El consumo de leche de vaca continúa en descenso mundialmente, y según datos recientes de Dairy Farmers of America, tan solo en un año se reportaron en Estados Unidos pérdidas de más de mil de millones de dólares. Esta tendencia se ha observado desde principios de esta década y se pronostica que aumente gradualmente con cada vez más fuerza. Esto se debe en gran parte al incremento en la demanda de leche a base de plantas.

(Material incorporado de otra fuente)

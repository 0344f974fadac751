//! Persistence layer: libSQL-backed storage for profiles and settings.

pub mod libsql_backend;
pub mod migrations;
pub mod traits;

pub use libsql_backend::LibSqlBackend;
pub use traits::{Database, StoredProfile};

Las personas han optado por reducir o eliminar el consumo de la leche de vaca por diversas razones. Es bien sabido que para producir productos lácteos se desperdicia una gran cantidad de recursos,
especialmente agua, y un informe de 2018 reveló que tan solo las principales compañías de la industria de la carne y los lácteos son responsables de
más emisiones contaminantes que empresas líderes de la industria petrolera.
Y la razón moral más apremiante es toda
la crueldad que implica producir un vaso de leche. Las vacas, como el resto de los mamíferos, solo producen leche para amamantar a sus crías, así que aquellas explotadas por la industria de los lácteos son inseminadas a la fuerza, y horas después de dar a luz a sus crías se las arrebatan, lo cual les causa
un profundo dolor emocional. Las crías serán asesinadas por su carne si son machos o explotadas por su leche si son hembras, quienes al final, también son asesinadas cuando su capacidad reproductiva disminuye.
Por estos motivos, la leche hecha de almendra, soya, coco, arroz y avena se han convertido en
una gran alternativa a su contraparte animal para los consumidores preocupados por el ambiente y su salud, y que no desean financiar la explotación de los animales.